What you are asked to do>
When you reach the line containing "const INSERT_TRANSFER_SQL: &str", include it and stop; until then, return each line of the material exactly, starting with the first.

Data>
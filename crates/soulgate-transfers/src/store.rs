//! Postgres-backed repository for transfer records.

use anyhow::{Context, Result, bail};
use chrono::{Duration, Utc};
use soulgate_events::{
    TransferDirection, TransferOutcome, TransferPhase, state_pair_is_legal,
};
use sqlx::postgres::PgRow;
use sqlx::{PgPool, Postgres, QueryBuilder, Row};
use uuid::Uuid;

use crate::model::{Transfer, TransferFilter, TransferSummary};

/// Exception text written by [`TransferStore::startup_cleanup`].
pub const SHUTDOWN_EXCEPTION: &str = "Application shut down";

/// Database-backed repository for transfer records.
#[derive(Clone)]
pub struct TransferStore {
    pool: PgPool,
}

const INSERT_TRANSFER_SQL: &str = r"
    INSERT INTO transfers (
        id,
        direction,
        username,
        remote_path,
        local_path,
        size,
        start_offset,
        bytes_transferred,
        phase,
        outcome,
        requested_at,
        enqueued_at,
        started_at,
        ended_at,
        exception,
        average_speed,
        removed
    )
    VALUES ($1, $2, $3, $4, $5, $6, $7, $8, $9, $10, $11, $12, $13, $14, $15, $16, $17)
";

const UPSERT_TRANSFER_SQL: &str = r"
    INSERT INTO transfers (
        id,
        direction,
        username,
        remote_path,
        local_path,
        size,
        start_offset,
        bytes_transferred,
        phase,
        outcome,
        requested_at,
        enqueued_at,
        started_at,
        ended_at,
        exception,
        average_speed,
        removed
    )
    VALUES ($1, $2, $3, $4, $5, $6, $7, $8, $9, $10, $11, $12, $13, $14, $15, $16, $17)
    ON CONFLICT (id) DO UPDATE
    SET
        local_path = EXCLUDED.local_path,
        size = EXCLUDED.size,
        start_offset = EXCLUDED.start_offset,
        bytes_transferred = EXCLUDED.bytes_transferred,
        phase = EXCLUDED.phase,
        outcome = EXCLUDED.outcome,
        enqueued_at = EXCLUDED.enqueued_at,
        started_at = EXCLUDED.started_at,
        ended_at = EXCLUDED.ended_at,
        exception = EXCLUDED.exception,
        average_speed = EXCLUDED.average_speed,
        removed = EXCLUDED.removed
";

const SUPERSEDE_SQL: &str = r"
    UPDATE transfers
    SET removed = TRUE
    WHERE direction = $1
      AND username = $2
      AND remote_path = $3
      AND NOT removed
";

const FIND_TRANSFER_SQL: &str = r"
    SELECT * FROM transfers WHERE id = $1
";

const STARTUP_CLEANUP_SQL: &str = r"
    UPDATE transfers
    SET phase = 'completed',
        outcome = 'errored',
        ended_at = $1,
        exception = $2
    WHERE ended_at IS NULL OR phase <> 'completed'
";

const PRUNE_SQL: &str = r"
    UPDATE transfers
    SET removed = TRUE
    WHERE NOT removed
      AND direction = $1
      AND phase = 'completed'
      AND outcome = ANY($2)
      AND ended_at IS NOT NULL
      AND ended_at < $3
";

impl TransferStore {
    /// Initialise the store, applying pending migrations.
    ///
    /// # Errors
    ///
    /// Returns an error if migrations fail or the database is unreachable.
    pub async fn new(pool: PgPool) -> Result<Self> {
        let mut migrator = sqlx::migrate!("./migrations");
        migrator.set_ignore_missing(true);
        migrator
            .run(&pool)
            .await
            .context("failed to run transfer migrations")?;
        Ok(Self { pool })
    }

    /// Access the underlying connection pool.
    #[must_use]
    pub const fn pool(&self) -> &PgPool {
        &self.pool
    }

    /// Insert a fresh record, soft-deleting any prior non-removed record for
    /// the same `(direction, username, remote_path)` in the same transaction.
    ///
    /// # Errors
    ///
    /// Returns an error if either statement or the commit fails.
    pub async fn add_or_supersede(&self, transfer: &Transfer) -> Result<()> {
        let mut tx = self
            .pool
            .begin()
            .await
            .context("failed to open supersede transaction")?;

        sqlx::query(SUPERSEDE_SQL)
            .bind(transfer.direction.as_str())
            .bind(&transfer.username)
            .bind(&transfer.remote_path)
            .execute(&mut *tx)
            .await
            .context("failed to supersede prior transfer record")?;

        bind_transfer(sqlx::query(INSERT_TRANSFER_SQL), transfer)
            .execute(&mut *tx)
            .await
            .context("failed to insert transfer record")?;

        tx.commit()
            .await
            .context("failed to commit supersede transaction")?;
        Ok(())
    }

    /// Blind upsert by id.
    ///
    /// # Errors
    ///
    /// Returns an error if the statement fails.
    pub async fn update(&self, transfer: &Transfer) -> Result<()> {
        bind_transfer(sqlx::query(UPSERT_TRANSFER_SQL), transfer)
            .execute(&self.pool)
            .await
            .context("failed to upsert transfer record")?;
        Ok(())
    }

    /// Fetch a record by id, including soft-deleted rows.
    ///
    /// # Errors
    ///
    /// Returns an error if the query fails or the row cannot be decoded.
    pub async fn find(&self, id: Uuid) -> Result<Option<Transfer>> {
        let row = sqlx::query(FIND_TRANSFER_SQL)
            .bind(id)
            .fetch_optional(&self.pool)
            .await
            .context("failed to load transfer record")?;
        row.map(|row| transfer_from_row(&row)).transpose()
    }

    /// List records matching the filter, newest request first.
    ///
    /// # Errors
    ///
    /// Returns an error if the query fails or a row cannot be decoded.
    pub async fn list(&self, filter: &TransferFilter) -> Result<Vec<Transfer>> {
        let mut builder: QueryBuilder<Postgres> =
            QueryBuilder::new("SELECT * FROM transfers WHERE TRUE");
        push_filter(&mut builder, filter);
        builder.push(" ORDER BY requested_at DESC");

        let rows = builder
            .build()
            .fetch_all(&self.pool)
            .await
            .context("failed to list transfer records")?;
        rows.iter().map(transfer_from_row).collect()
    }

    /// Aggregate matching rows into `(files, total_bytes)` in one query.
    ///
    /// This backs the admission limit checks, so the filter fields must map
    /// onto the indexed columns.
    ///
    /// # Errors
    ///
    /// Returns an error if the query fails.
    pub async fn summarize(&self, filter: &TransferFilter) -> Result<TransferSummary> {
        let mut builder: QueryBuilder<Postgres> = QueryBuilder::new(
            "SELECT COUNT(*) AS files, COALESCE(SUM(size), 0) AS total_bytes \
             FROM transfers WHERE TRUE",
        );
        push_filter(&mut builder, filter);

        let row = builder
            .build()
            .fetch_one(&self.pool)
            .await
            .context("failed to summarize transfer records")?;
        Ok(TransferSummary {
            files: read_u64(&row, "files")?,
            total_bytes: read_u64(&row, "total_bytes")?,
        })
    }

    /// Soft-delete terminal records older than `age_minutes` whose outcome is
    /// one of `outcomes`. Returns the number of rows marked.
    ///
    /// # Errors
    ///
    /// Returns an error if the filter targets non-terminal records or the
    /// statement fails.
    pub async fn prune(
        &self,
        direction: TransferDirection,
        age_minutes: i64,
        outcomes: &[TransferOutcome],
    ) -> Result<u64> {
        validate_prune_outcomes(outcomes)?;

        let cutoff = Utc::now() - Duration::minutes(age_minutes);
        let labels: Vec<String> = outcomes
            .iter()
            .map(|outcome| outcome.as_str().to_string())
            .collect();
        let result = sqlx::query(PRUNE_SQL)
            .bind(direction.as_str())
            .bind(&labels)
            .bind(cutoff)
            .execute(&self.pool)
            .await
            .context("failed to prune transfer records")?;
        Ok(result.rows_affected())
    }

    /// Re-disposition every record left unfinished by a previous process
    /// instance. Returns the number of rows rewritten.
    ///
    /// In-flight uploads are never resumed across restarts; this is the only
    /// recovery path for records interrupted by an unclean shutdown.
    ///
    /// # Errors
    ///
    /// Returns an error if the statement fails.
    pub async fn startup_cleanup(&self) -> Result<u64> {
        let result = sqlx::query(STARTUP_CLEANUP_SQL)
            .bind(Utc::now())
            .bind(SHUTDOWN_EXCEPTION)
            .execute(&self.pool)
            .await
            .context("failed to reconcile unfinished transfer records")?;
        let rewritten = result.rows_affected();
        if rewritten > 0 {
            tracing::info!(rewritten, "re-dispositioned unfinished transfers from a prior run");
        }
        Ok(rewritten)
    }
}

fn validate_prune_outcomes(outcomes: &[TransferOutcome]) -> Result<()> {
    if outcomes.is_empty() {
        bail!("prune filter must name at least one terminal outcome");
    }
    if outcomes.contains(&TransferOutcome::None) {
        bail!("prune filter must target terminal outcomes only");
    }
    Ok(())
}

type PgQuery<'q> = sqlx::query::Query<'q, Postgres, sqlx::postgres::PgArguments>;

fn bind_transfer<'q>(query: PgQuery<'q>, transfer: &'q Transfer) -> PgQuery<'q> {
    query
        .bind(transfer.id)
        .bind(transfer.direction.as_str())
        .bind(&transfer.username)
        .bind(&transfer.remote_path)
        .bind(transfer.local_path.as_deref())
        .bind(clamp_i64(transfer.size))
        .bind(clamp_i64(transfer.start_offset))
        .bind(clamp_i64(transfer.bytes_transferred))
        .bind(transfer.phase.as_str())
        .bind(transfer.outcome.as_str())
        .bind(transfer.requested_at)
        .bind(transfer.enqueued_at)
        .bind(transfer.started_at)
        .bind(transfer.ended_at)
        .bind(transfer.exception.as_deref())
        .bind(transfer.average_speed)
        .bind(transfer.removed)
}

fn push_filter(builder: &mut QueryBuilder<Postgres>, filter: &TransferFilter) {
    if let Some(direction) = filter.direction {
        builder.push(" AND direction = ");
        builder.push_bind(direction.as_str());
    }
    if let Some(username) = &filter.username {
        builder.push(" AND username = ");
        builder.push_bind(username.clone());
    }
    if let Some(remote_path) = &filter.remote_path {
        builder.push(" AND remote_path = ");
        builder.push_bind(remote_path.clone());
    }
    if !filter.include_removed {
        builder.push(" AND NOT removed");
    }
    if let Some(terminal) = filter.terminal {
        if terminal {
            builder.push(" AND phase = 'completed'");
        } else {
            builder.push(" AND phase <> 'completed'");
        }
    }
    if let Some(outcomes) = &filter.outcomes {
        let labels: Vec<String> = outcomes
            .iter()
            .map(|outcome| outcome.as_str().to_string())
            .collect();
        builder.push(" AND outcome = ANY(");
        builder.push_bind(labels);
        builder.push(")");
    }
    if let Some(excluded) = &filter.exclude_outcomes {
        let labels: Vec<String> = excluded
            .iter()
            .map(|outcome| outcome.as_str().to_string())
            .collect();
        builder.push(" AND outcome <> ALL(");
        builder.push_bind(labels);
        builder.push(")");
    }
    if let Some(cutoff) = filter.started_at_or_after {
        builder.push(" AND started_at IS NOT NULL AND started_at >= ");
        builder.push_bind(cutoff);
    }
    if let Some(ended) = filter.ended {
        if ended {
            builder.push(" AND ended_at IS NOT NULL");
        } else {
            builder.push(" AND ended_at IS NULL");
        }
    }
}

fn transfer_from_row(row: &PgRow) -> Result<Transfer> {
    let direction_label: String = row.try_get("direction")?;
    let direction = direction_label
        .parse::<TransferDirection>()
        .map_err(anyhow::Error::msg)?;
    let phase_label: String = row.try_get("phase")?;
    let outcome_label: String = row.try_get("outcome")?;
    let (phase, outcome) = decode_state(&phase_label, &outcome_label);

    Ok(Transfer {
        id: row.try_get("id")?,
        direction,
        username: row.try_get("username")?,
        remote_path: row.try_get("remote_path")?,
        local_path: row.try_get("local_path")?,
        size: read_u64(row, "size")?,
        start_offset: read_u64(row, "start_offset")?,
        bytes_transferred: read_u64(row, "bytes_transferred")?,
        phase,
        outcome,
        requested_at: row.try_get("requested_at")?,
        enqueued_at: row.try_get("enqueued_at")?,
        started_at: row.try_get("started_at")?,
        ended_at: row.try_get("ended_at")?,
        exception: row.try_get("exception")?,
        average_speed: row.try_get("average_speed")?,
        removed: row.try_get("removed")?,
    })
}

fn decode_state(phase_label: &str, outcome_label: &str) -> (TransferPhase, TransferOutcome) {
    let phase = phase_label.parse::<TransferPhase>().unwrap_or_else(|_| {
        tracing::warn!(phase = %phase_label, "unknown transfer phase in store; treating as completed");
        TransferPhase::Completed
    });
    let outcome = outcome_label.parse::<TransferOutcome>().unwrap_or_else(|_| {
        tracing::warn!(outcome = %outcome_label, "unknown transfer outcome in store; treating as errored");
        TransferOutcome::Errored
    });
    if state_pair_is_legal(phase, outcome) {
        (phase, outcome)
    } else if phase.is_terminal() {
        tracing::warn!(
            phase = %phase_label,
            outcome = %outcome_label,
            "terminal row without outcome; coercing to errored"
        );
        (phase, TransferOutcome::Errored)
    } else {
        tracing::warn!(
            phase = %phase_label,
            outcome = %outcome_label,
            "live row with terminal outcome; dropping outcome"
        );
        (phase, TransferOutcome::None)
    }
}

fn read_u64(row: &PgRow, column: &str) -> Result<u64> {
    let value: i64 = row.try_get(column)?;
    Ok(u64::try_from(value).unwrap_or_default())
}

fn clamp_i64(value: u64) -> i64 {
    i64::try_from(value).unwrap_or(i64::MAX)
}

#[cfg(test)]
mod tests {
    use super::*;

    #[test]
    fn prune_filter_requires_terminal_outcomes() {
        assert!(validate_prune_outcomes(&[]).is_err());
        assert!(validate_prune_outcomes(&[TransferOutcome::None]).is_err());
        assert!(
            validate_prune_outcomes(&[TransferOutcome::Succeeded, TransferOutcome::None]).is_err()
        );
        assert!(
            validate_prune_outcomes(&[TransferOutcome::Succeeded, TransferOutcome::Errored])
                .is_ok()
        );
    }

    #[test]
    fn decode_state_coerces_illegal_pairs() {
        assert_eq!(
            decode_state("completed", "succeeded"),
            (TransferPhase::Completed, TransferOutcome::Succeeded)
        );
        assert_eq!(
            decode_state("completed", "none"),
            (TransferPhase::Completed, TransferOutcome::Errored)
        );
        assert_eq!(
            decode_state("queued", "succeeded"),
            (TransferPhase::Queued, TransferOutcome::None)
        );
        assert_eq!(
            decode_state("sideways", "none"),
            (TransferPhase::Completed, TransferOutcome::Errored)
        );
    }

    #[test]
    fn clamp_handles_large_values() {
        assert_eq!(clamp_i64(42), 42);
        assert_eq!(clamp_i64(u64::MAX), i64::MAX);
    }
}
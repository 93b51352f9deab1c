//! Pure evaluation of per-group upload limits.
//!
//! The arithmetic is separated from the admission path so it can be tested
//! without a database. The store supplies the summaries; this module decides
//! whether a new request fits and, if not, with which literal wire message
//! it is refused. The exact strings are retryable markers for remote
//! clients, so they must never drift.

use soulgate_config::{
    DEFAULT_GROUP, LEECHER_GROUP, LimitBundle, Limits, Options, PRIVILEGED_GROUP,
};
use soulgate_transfers::TransferSummary;

/// The trailing window a limit scope covers.
#[derive(Debug, Clone, Copy, PartialEq, Eq)]
pub enum LimitScope {
    /// What currently sits in the queue.
    Queued,
    /// What started within the trailing day.
    Daily,
    /// What started within the trailing week.
    Weekly,
}

impl LimitScope {
    /// Wire-message suffix for the scope.
    #[must_use]
    pub const fn suffix(self) -> &'static str {
        match self {
            Self::Queued => "",
            Self::Daily => " today",
            Self::Weekly => " this week",
        }
    }

    /// Window length in hours; `None` for the queued scope.
    #[must_use]
    pub const fn window_hours(self) -> Option<i64> {
        match self {
            Self::Queued => None,
            Self::Daily => Some(24),
            Self::Weekly => Some(24 * 7),
        }
    }
}

/// Effective limit bundle for a group, with each unset field falling back to
/// the global bundle. Returns `None` for the privileged group, which
/// bypasses limit checks entirely.
#[must_use]
pub fn effective_limits(options: &Options, group: &str) -> Option<LimitBundle> {
    if group == PRIVILEGED_GROUP {
        return None;
    }

    let group_bundle = match group {
        DEFAULT_GROUP => Some(&options.groups.default.limits),
        LEECHER_GROUP => Some(&options.groups.leechers.limits),
        other => options
            .groups
            .user_defined
            .get(other)
            .map(|group| &group.limits),
    };
    let global = &options.global.limits;

    Some(group_bundle.map_or_else(
        || global.clone(),
        |bundle| LimitBundle {
            queued: bundle.queued.or(global.queued),
            daily: bundle.daily.or(global.daily),
            weekly: bundle.weekly.or(global.weekly),
        },
    ))
}

/// Check one scope's limits against the observed summaries.
///
/// `counted` covers the non-failed records in scope, `failures` the failed
/// ones, and `incoming_bytes` the size of the request being admitted.
///
/// # Errors
///
/// Returns the literal wire rejection message when a limit is exceeded.
pub fn evaluate_scope(
    scope: LimitScope,
    limits: Limits,
    counted: TransferSummary,
    failures: u64,
    incoming_bytes: u64,
) -> Result<(), String> {
    if let Some(max_failures) = limits.failures
        && failures >= max_failures
    {
        return Err(format!("Too many failed transfers{}", scope.suffix()));
    }
    if let Some(max_files) = limits.files
        && counted.files + 1 > max_files
    {
        return Err(format!("Too many files{}", scope.suffix()));
    }
    if let Some(max_megabytes) = limits.megabytes
        && counted.total_bytes + incoming_bytes > max_megabytes * 1024 * 1024
    {
        return Err(format!("Too many megabytes{}", scope.suffix()));
    }
    Ok(())
}

#[cfg(test)]
mod tests {
    use super::*;
    use soulgate_config::{
        BlacklistOptions, ConnectionOptions, GlobalUploadOptions, GroupsOptions, LeecherOptions,
        RetentionOptions, ShareOptions,
    };

    fn options() -> Options {
        Options {
            instance_name: "test".to_string(),
            connection: ConnectionOptions {
                server_address: "server.example.net:2242".to_string(),
                listen_port: 2_234,
            },
            shares: ShareOptions::default(),
            global: GlobalUploadOptions {
                upload_slots: 2,
                speed_limit_kib: None,
                limits: LimitBundle {
                    queued: Limits {
                        files: Some(100),
                        megabytes: None,
                        failures: None,
                    },
                    daily: Limits::default(),
                    weekly: Limits {
                        files: None,
                        megabytes: Some(2_000),
                        failures: Some(5),
                    },
                },
            },
            groups: GroupsOptions::default(),
            blacklist: BlacklistOptions::default(),
            leechers: LeecherOptions::default(),
            retention: RetentionOptions::default(),
        }
    }

    fn summary(files: u64, total_bytes: u64) -> TransferSummary {
        TransferSummary { files, total_bytes }
    }

    #[test]
    fn privileged_users_bypass_all_limits() {
        assert!(effective_limits(&options(), PRIVILEGED_GROUP).is_none());
    }

    #[test]
    fn unset_group_fields_fall_back_to_global_per_field() {
        let mut options = options();
        options.groups.default.limits.weekly.megabytes = Some(500);

        let bundle = effective_limits(&options, DEFAULT_GROUP).expect("bundle");
        assert_eq!(bundle.weekly.megabytes, Some(500), "group value wins");
        assert_eq!(bundle.weekly.failures, Some(5), "unset field uses global");
        assert_eq!(bundle.queued.files, Some(100));

        let unknown = effective_limits(&options, "unheard-of").expect("bundle");
        assert_eq!(unknown.weekly.megabytes, Some(2_000), "global only");
    }

    #[test]
    fn weekly_megabyte_limit_uses_the_literal_message() {
        let limits = Limits {
            files: None,
            megabytes: Some(1_000),
            failures: None,
        };
        // 990 MB already started this week; a 20 MB request must be refused.
        let result = evaluate_scope(
            LimitScope::Weekly,
            limits,
            summary(12, 990 * 1024 * 1024),
            0,
            20 * 1024 * 1024,
        );
        assert_eq!(result.unwrap_err(), "Too many megabytes this week");

        // A 10 MB request exactly fills the budget and passes.
        let result = evaluate_scope(
            LimitScope::Weekly,
            limits,
            summary(12, 990 * 1024 * 1024),
            0,
            10 * 1024 * 1024,
        );
        assert!(result.is_ok());
    }

    #[test]
    fn file_and_failure_limits_carry_scope_suffixes() {
        let limits = Limits {
            files: Some(3),
            megabytes: None,
            failures: Some(2),
        };

        let queued = evaluate_scope(LimitScope::Queued, limits, summary(3, 0), 0, 0);
        assert_eq!(queued.unwrap_err(), "Too many files");

        let daily = evaluate_scope(LimitScope::Daily, limits, summary(1, 0), 2, 0);
        assert_eq!(daily.unwrap_err(), "Too many failed transfers today");

        let weekly = evaluate_scope(LimitScope::Weekly, limits, summary(0, 0), 9, 0);
        assert_eq!(weekly.unwrap_err(), "Too many failed transfers this week");
    }

    #[test]
    fn unset_limits_admit_everything() {
        let result = evaluate_scope(
            LimitScope::Daily,
            Limits::default(),
            summary(1_000_000, u64::MAX / 2),
            1_000,
            u64::MAX / 4,
        );
        assert!(result.is_ok());
    }
}
//! Body priority ordering and the time-budgeted precompute driver.
#![forbid(unsafe_code)]

mod driver;
mod order;

pub use driver::{PrecalcReport, precalculate};
pub use order::{compare_priority, priority_order};
use std::cmp::Ordering;

use zenith_body::StarSystem;

type BodyComparison = fn(&StarSystem, usize, usize) -> Ordering;

/// Comparisons used to prioritize bodies, in descending order of importance.
/// Each entry only breaks ties the previous entries left unresolved.
const COMPARISONS: &[BodyComparison] = &[
    by_home,
    by_home_moon,
    by_home_sibling,
    by_hierarchy_level,
    by_parent_sma,
    by_own_sma,
    by_name,
];

/// Total priority order over bodies: the home body and its neighborhood
/// first. Used only to decide computation order, never correctness.
pub fn compare_priority(system: &StarSystem, a: usize, b: usize) -> Ordering {
    for compare in COMPARISONS {
        let ordering = compare(system, a, b);
        if ordering != Ordering::Equal {
            return ordering;
        }
    }
    Ordering::Equal
}

/// All body indices, fully sorted into computation priority order.
pub fn priority_order(system: &StarSystem) -> Vec<usize> {
    let mut order: Vec<usize> = (0..system.len()).collect();
    order.sort_by(|&a, &b| compare_priority(system, a, b));
    order
}

/// The home body itself outranks everything.
fn by_home(system: &StarSystem, a: usize, b: usize) -> Ordering {
    system.body(b).is_home.cmp(&system.body(a).is_home)
}

/// Direct moons of the home body next.
fn by_home_moon(system: &StarSystem, a: usize, b: usize) -> Ordering {
    system.is_home_moon(b).cmp(&system.is_home_moon(a))
}

/// Then bodies orbiting the same parent as the home body. Only matters when
/// the home body is itself a moon, or for picking planets over distant moons.
fn by_home_sibling(system: &StarSystem, a: usize, b: usize) -> Ordering {
    system.is_home_sibling(b).cmp(&system.is_home_sibling(a))
}

/// Planets before moons, moons before moons-of-moons.
fn by_hierarchy_level(system: &StarSystem, a: usize, b: usize) -> Ordering {
    system.hierarchy_level(a).cmp(&system.hierarchy_level(b))
}

/// Moons of inner planets before moons of outer ones.
fn by_parent_sma(system: &StarSystem, a: usize, b: usize) -> Ordering {
    let parent_a = system.body(system.body(a).parent);
    let parent_b = system.body(system.body(b).parent);
    parent_a.sma.total_cmp(&parent_b.sma)
}

/// Smaller orbits before bigger ones.
fn by_own_sma(system: &StarSystem, a: usize, b: usize) -> Ordering {
    system.body(a).sma.total_cmp(&system.body(b).sma)
}

fn by_name(system: &StarSystem, a: usize, b: usize) -> Ordering {
    system.body(a).name.cmp(&system.body(b).name)
}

Result>
filename crates/soulgate-transfers/src/store.rs
//! Postgres-backed repository for transfer records.

use anyhow::{Context, Result, bail};
use chrono::{Duration, Utc};
use soulgate_events::{
    TransferDirection, TransferOutcome, TransferPhase, state_pair_is_legal,
};
use sqlx::postgres::PgRow;
use sqlx::{PgPool, Postgres, QueryBuilder, Row};
use uuid::Uuid;

use crate::model::{Transfer, TransferFilter, TransferSummary};

/// Exception text written by [`TransferStore::startup_cleanup`].
pub const SHUTDOWN_EXCEPTION: &str = "Application shut down";

/// Database-backed repository for transfer records.
#[derive(Clone)]
pub struct TransferStore {
    pool: PgPool,
}

const INSERT_TRANSFER_SQL: &str = r"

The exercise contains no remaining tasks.